A few progressive nations — principally Nordic — already employ the system, and why not? It makes a lot of sense.
As Dr Gilbert points out, a $180 speeding fine means squat to someone on $200K a year, but the same amount to the factory worker with four kids can destroy the family budget.
The financial punishment can therefore be hugely unequal in its consequences, which also accordingly affects its ability to act as a future deterrent for the well-heeled.
Dr Gilbert gave the 2015 example of a Finnish multi-millionaire fined NZ$91,000 for speeding, but even back in 2010 a leaden-footed, very rich Swede got dunned more than NZ$1 million for doing 180 km/h on a Swiss motorway, and more recently a Swedish heiress was fined about an average yearly salary for drink-driving.
The judgments would have achieved their purpose — giving even top-bracket earners pause for thought over future driving decisions.

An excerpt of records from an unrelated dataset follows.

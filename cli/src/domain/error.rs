//! Typed domain error enums.
//!
//! This module has zero imports from `crate::infra`, `crate::commands`,
//! `crate::application`, `tokio`, `std::fs`, `std::process`, or `std::net`.
//! All error types implement `thiserror::Error` and convert to `anyhow::Error`
//! via the `?` operator.

use std::path::PathBuf;

use tether_common::FailureReason;
use thiserror::Error;

// ── Config errors ─────────────────────────────────────────────────────────────

/// Errors found while validating an agent configuration.
#[derive(Debug, Error)]
pub enum ConfigError {
    #[error("No watch roots configured. Add at least one entry under 'watch'.")]
    NoWatchRoots,

    #[error("No remote targets configured. Add at least one entry under 'targets'.")]
    NoTargets,

    #[error("Target '{0}' must have a non-empty host and user.")]
    IncompleteTarget(String),

    #[error("Duplicate rule name '{0}'.")]
    DuplicateRule(String),

    #[error("Rule '{rule}' references unknown target '{target}'.\n\nKnown targets: {known}")]
    UnknownTarget {
        rule: String,
        target: String,
        known: String,
    },

    #[error("Rule '{rule}' has an invalid pattern: {message}")]
    InvalidPattern { rule: String, message: String },

    #[error("Rule '{0}' must define exactly one of 'command' or 'push'.")]
    AmbiguousAction(String),

    #[error("Rule '{rule}' uses unknown placeholder '{{{placeholder}}}' in {field}.")]
    UnknownPlaceholder {
        rule: String,
        placeholder: String,
        field: String,
    },

    #[error("Rule '{rule}' has an unterminated placeholder in {field}.")]
    UnterminatedPlaceholder { rule: String, field: String },

    #[error("Rule '{rule}' has an invalid front matter key '{key}'.")]
    InvalidFrontMatterKey { rule: String, key: String },

    #[error(
        "{key} ({}) lies inside watch root {}. Finished files moved there would be picked up again.",
        .dir.display(),
        .root.display()
    )]
    DispositionInsideWatchRoot {
        key: String,
        dir: PathBuf,
        root: PathBuf,
    },

    #[error("Invalid value for {key}: {value}\n\nValid values: {valid}")]
    InvalidValue {
        key: String,
        value: String,
        valid: String,
    },
}

// ── Startup errors ────────────────────────────────────────────────────────────

/// Conditions that stop the agent before it starts watching.
#[derive(Debug, Error)]
pub enum StartupError {
    #[error(transparent)]
    Config(#[from] ConfigError),

    #[error("Watch root {} does not exist.", .0.display())]
    WatchRootMissing(PathBuf),

    #[error("Watch root {} is not a directory.", .0.display())]
    WatchRootNotDirectory(PathBuf),

    #[error("Identity file for target '{0}' does not exist.")]
    IdentityMissing(String),
}

// ── Remote errors ─────────────────────────────────────────────────────────────

/// Failures talking to a remote target.
#[derive(Debug, Error)]
pub enum RemoteError {
    #[error("cannot connect to {target}: {message}")]
    Connect { target: String, message: String },

    #[error("session to {target} dropped: {message}")]
    Disconnected { target: String, message: String },

    #[error("remote call to {target} timed out after {seconds}s")]
    Timeout { target: String, seconds: u64 },

    #[error("local file {} is unavailable: {message}", .path.display())]
    LocalFile { path: PathBuf, message: String },

    #[error("failed to run {program}: {message}")]
    Spawn { program: String, message: String },
}

impl RemoteError {
    /// Reason code recorded in the audit log for this failure.
    #[must_use]
    pub fn reason(&self) -> FailureReason {
        match self {
            RemoteError::Connect { .. } | RemoteError::Spawn { .. } => FailureReason::Connect,
            RemoteError::Disconnected { .. } => FailureReason::Disconnected,
            RemoteError::Timeout { .. } => FailureReason::Timeout,
            RemoteError::LocalFile { .. } => FailureReason::LocalFile,
        }
    }

    /// Whether retrying the same action may succeed.
    #[must_use]
    pub fn is_transient(&self) -> bool {
        matches!(
            self,
            RemoteError::Connect { .. }
                | RemoteError::Disconnected { .. }
                | RemoteError::Timeout { .. }
        )
    }

    /// Whether the session that produced this error should stop being reused.
    #[must_use]
    pub fn degrades_session(&self) -> bool {
        matches!(
            self,
            RemoteError::Disconnected { .. } | RemoteError::Timeout { .. }
        )
    }
}

// ── Pool errors ───────────────────────────────────────────────────────────────

/// Errors returned by session acquisition.
#[derive(Debug, Error)]
pub enum PoolError {
    #[error("no session for {target} became available within {waited_ms}ms")]
    Exhausted { target: String, waited_ms: u64 },

    #[error("session pool is shut down")]
    Closed,

    #[error(transparent)]
    Remote(#[from] RemoteError),
}

impl PoolError {
    #[must_use]
    pub fn reason(&self) -> FailureReason {
        match self {
            PoolError::Exhausted { .. } => FailureReason::PoolExhausted,
            PoolError::Closed => FailureReason::PoolClosed,
            PoolError::Remote(err) => err.reason(),
        }
    }

    #[must_use]
    pub fn is_transient(&self) -> bool {
        match self {
            PoolError::Exhausted { .. } => true,
            PoolError::Closed => false,
            PoolError::Remote(err) => err.is_transient(),
        }
    }
}

// ── Watch errors ──────────────────────────────────────────────────────────────

/// Unrecoverable event source failures.
#[derive(Debug, Error)]
pub enum WatchError {
    #[error("watch root {} did not reappear within {seconds}s", .root.display())]
    RootVanished { root: PathBuf, seconds: u64 },

    #[error("failed to watch {}: {message}", .root.display())]
    Init { root: PathBuf, message: String },
}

It's a hard one to argue against. But here in Enzed, we seem to have almost an obverse state of affairs. In matters of justice, the higher socio-economic sector often appears not only to not get proportionately sanctioned, but also to receive special dispensations for their elevated status.

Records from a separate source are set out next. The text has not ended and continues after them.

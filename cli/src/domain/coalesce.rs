//! Per-path coalescing windows.
//!
//! A window opens at the first event for a path and closes `window` later,
//! regardless of further events, or as soon as the path is deleted. Pure
//! state machine; the caller supplies the clock.

use std::collections::HashMap;
use std::path::PathBuf;
use std::time::{Duration, Instant};

use tether_common::{ChangeEvent, ChangeKind, CoalescedTask, TaskId};

#[derive(Debug)]
struct OpenWindow {
    task: CoalescedTask,
    deadline: Instant,
}

/// Collapses bursts of events on the same path into one task.
#[derive(Debug)]
pub struct Coalescer {
    window: Duration,
    open: HashMap<PathBuf, OpenWindow>,
    next_task: u64,
}

impl Coalescer {
    #[must_use]
    pub fn new(window: Duration) -> Self {
        Self {
            window,
            open: HashMap::new(),
            next_task: 1,
        }
    }

    /// Folds `event` into its path's window and returns any tasks it closed.
    ///
    /// A window that had already expired at `now` is returned first and the
    /// event opens a fresh one. A `deleted` event closes its window at once,
    /// so a later event on the same path starts a new task.
    pub fn observe(&mut self, event: &ChangeEvent, now: Instant) -> Vec<CoalescedTask> {
        let mut closed = Vec::new();
        if self
            .open
            .get(&event.path)
            .is_some_and(|open| open.deadline <= now)
        {
            closed.extend(self.open.remove(&event.path).map(|w| w.task));
        }

        if let Some(open) = self.open.get_mut(&event.path) {
            let task = &mut open.task;
            task.kind = event.kind;
            if event.from_path.is_some() {
                task.from_path.clone_from(&event.from_path);
            }
            task.last_seen = task.last_seen.max(event.observed_at);
            task.merge_count = task.merge_count.saturating_add(1);
        } else {
            let id = TaskId(self.next_task);
            self.next_task += 1;
            self.open.insert(
                event.path.clone(),
                OpenWindow {
                    task: CoalescedTask {
                        id,
                        path: event.path.clone(),
                        from_path: event.from_path.clone(),
                        kind: event.kind,
                        first_seen: event.observed_at,
                        last_seen: event.observed_at,
                        merge_count: 1,
                    },
                    deadline: now + self.window,
                },
            );
        }

        if event.kind == ChangeKind::Deleted {
            closed.extend(self.open.remove(&event.path).map(|w| w.task));
        }
        closed
    }

    /// Closes every window whose deadline is at or before `now`.
    pub fn due(&mut self, now: Instant) -> Vec<CoalescedTask> {
        let paths: Vec<PathBuf> = self
            .open
            .iter()
            .filter(|(_, w)| w.deadline <= now)
            .map(|(p, _)| p.clone())
            .collect();
        let mut tasks: Vec<CoalescedTask> = paths
            .iter()
            .filter_map(|p| self.open.remove(p).map(|w| w.task))
            .collect();
        tasks.sort_by_key(|t| t.id);
        tasks
    }

    /// Earliest deadline among open windows.
    #[must_use]
    pub fn next_deadline(&self) -> Option<Instant> {
        self.open.values().map(|w| w.deadline).min()
    }

    /// Closes all windows immediately, e.g. on shutdown.
    pub fn drain(&mut self) -> Vec<CoalescedTask> {
        let mut tasks: Vec<CoalescedTask> = self.open.drain().map(|(_, w)| w.task).collect();
        tasks.sort_by_key(|t| t.id);
        tasks
    }

    #[must_use]
    pub fn open_windows(&self) -> usize {
        self.open.len()
    }
}
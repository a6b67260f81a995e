//! Integration tests for `tether match`.
//!
//! Every test points `--config` at a temp file so nothing reads
//! `~/.tether/config.yaml`.

#![allow(clippy::expect_used, clippy::unwrap_used)]

use std::path::{Path, PathBuf};

use assert_cmd::Command;
use predicates::prelude::*;
use tempfile::TempDir;

fn tether() -> Command {
    let mut cmd = Command::new(assert_cmd::cargo::cargo_bin!("tether"));
    cmd.env("NO_COLOR", "1").env_remove("TETHER_CONFIG");
    cmd
}

/// Writes a config watching `<dir>/inbox` and returns its path.
fn write_config(dir: &Path, target: &str) -> PathBuf {
    let root = dir.join("inbox");
    let yaml = format!(
        "\
watch:
  - root: {root}
targets:
  blog:
    host: web.example.com
    user: deploy
    auth_ref: {dir}/keys/id_secret
rules:
  - name: publish
    pattern: '\\.md$'
    kinds: [created, modified]
    target: {target}
    command: publish {{relative_path}}
",
        root = root.display(),
        dir = dir.display(),
    );
    let path = dir.join("config.yaml");
    std::fs::write(&path, yaml).expect("write config");
    path
}

#[test]
fn test_match_reports_rule_target_and_action() {
    let dir = TempDir::new().expect("temp dir");
    let config = write_config(dir.path(), "blog");
    let file = dir.path().join("inbox").join("posts").join("hello.md");

    tether()
        .arg("--config")
        .arg(&config)
        .arg("match")
        .arg(&file)
        .assert()
        .success()
        .stdout(predicate::str::contains("posts/hello.md"))
        .stdout(predicate::str::contains("publish"))
        .stdout(predicate::str::contains("deploy@web.example.com:22"))
        .stdout(predicate::str::contains("run: publish posts/hello.md"))
        .stdout(predicate::str::contains("id_secret").not());
}

#[test]
fn test_match_no_rule_warns_and_succeeds() {
    let dir = TempDir::new().expect("temp dir");
    let config = write_config(dir.path(), "blog");
    let file = dir.path().join("inbox").join("notes.txt");

    tether()
        .arg("--config")
        .arg(&config)
        .arg("match")
        .arg(&file)
        .assert()
        .success()
        .stdout(predicate::str::contains("No rule matches"));
}

#[test]
fn test_match_json_omits_rule_when_kind_filtered() {
    let dir = TempDir::new().expect("temp dir");
    let config = write_config(dir.path(), "blog");
    let file = dir.path().join("inbox").join("hello.md");

    let output = tether()
        .arg("--config")
        .arg(&config)
        .args(["--json", "match", "--kind", "deleted"])
        .arg(&file)
        .output()
        .expect("run tether");

    assert!(output.status.success());
    let value: serde_json::Value =
        serde_json::from_slice(&output.stdout).expect("stdout is JSON");
    assert_eq!(value["relative_path"], "hello.md");
    assert_eq!(value["kind"], "deleted");
    assert!(value.get("rule").is_none(), "got: {value}");
}

#[test]
fn test_match_json_never_includes_identity_path() {
    let dir = TempDir::new().expect("temp dir");
    let config = write_config(dir.path(), "blog");
    let file = dir.path().join("inbox").join("hello.md");

    let output = tether()
        .arg("--config")
        .arg(&config)
        .args(["--json", "match"])
        .arg(&file)
        .output()
        .expect("run tether");

    assert!(output.status.success());
    let stdout = String::from_utf8_lossy(&output.stdout);
    assert!(stdout.contains("\"rule\": \"publish\""), "got: {stdout}");
    assert!(!stdout.contains("id_secret"), "got: {stdout}");
}

#[test]
fn test_match_unknown_target_fails_with_error() {
    let dir = TempDir::new().expect("temp dir");
    let config = write_config(dir.path(), "docs");

    tether()
        .arg("--config")
        .arg(&config)
        .args(["match", "/tmp/hello.md"])
        .assert()
        .code(1)
        .stderr(predicate::str::contains("Error:"))
        .stderr(predicate::str::contains("unknown target 'docs'"));
}

#[test]
fn test_match_missing_config_file_fails() {
    let dir = TempDir::new().expect("temp dir");

    tether()
        .arg("--config")
        .arg(dir.path().join("absent.yaml"))
        .args(["match", "/tmp/hello.md"])
        .assert()
        .code(1)
        .stderr(predicate::str::contains("Error:"));
}
//! Network infrastructure: implements `NetworkProbe` with tokio sockets.

use std::time::Duration;

use anyhow::Result;
use tokio::net::TcpStream;

use crate::application::ports::NetworkProbe;

/// Production implementation that performs real network checks.
pub struct TokioNetworkProbe;

impl NetworkProbe for TokioNetworkProbe {
    async fn check_tcp_connectivity(&self, host: &str, port: u16, timeout: Duration) -> Result<bool> {
        let connect = TcpStream::connect((host, port));
        Ok(matches!(tokio::time::timeout(timeout, connect).await, Ok(Ok(_))))
    }

    async fn check_dns_resolution(&self, hostname: &str) -> Result<bool> {
        Ok(tokio::net::lookup_host((hostname, 0))
            .await
            .is_ok_and(|mut addrs| addrs.next().is_some()))
    }
}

Frequently, derisory penalties are awarded for major transgressions that would see the average Joe or Joan Blow stitched up for lengthy lags.
We see it time and time again, particularly in matters generally termed white-collar fraud. Fraud is theft by any other name, yet repeatedly we see perpetrators of even seven figure thefts exit the system with a penalty not dissimilar to someone copped for, say, a household burglary involving property a fraction of the value of the white collar rip-off.
We've all grown up with old bromides such as "the bigger they are, the harder they fall", and, "they should know better", and so forth. Like most clichés, they contain kernels of truth.
Yes, someone who's had the benefit of a good education and family support, and perhaps gone on to do well in a professional capacity, should know better. They should also realise they have more to lose if they wilfully go off the rails.
Yet our judiciary consistently pumps out mitigations for white collar offenders totally contrary to these home truths.
The bewigged bench beaks have a whole arsenal of rationalising phrases regularly employed to mitigate consequences for those who "should know better". Phrases such as, "unlikely to reoffend", "out of character", "consequences would be out of proportion to the offending".
This type of rationalisation all seems remarkably solicitous on behalf of the offender, given that, say, in a case where retirement finds have been ransacked, the victims are left financially and psychologically devastated.
For Kiwis, it seems the bigger they are, the softer they fall. As with the Finnish millionaire, there's a strong case to be made that consequences should be more severe — not less — for society's more advantaged who should indeed "know better".
It's also remarkable how the expropriation of what may be termed "soft" money is perceived by the judiciary to be of a lesser order than theft of "hard" money.
Simply compare the penalty handed out to a fraudster who, with deft electronic sleight-of-hand illegally rips a million or two, as opposed to that given to the blue collar boy who (non-violently) does the same thing by tunnelling into a bank.
The senior judiciary plead that their hands are tied when it comes to conditions that determine judgments.
Yes, they are to a certain extent. But they still have considerable leeway as to the over-riding stance they can choose to take on many cases.
Sadly, they often seem to be simply pandering to a professional elite, taking public pelf to deliver not real justice, but something that won't scare the executariat horses.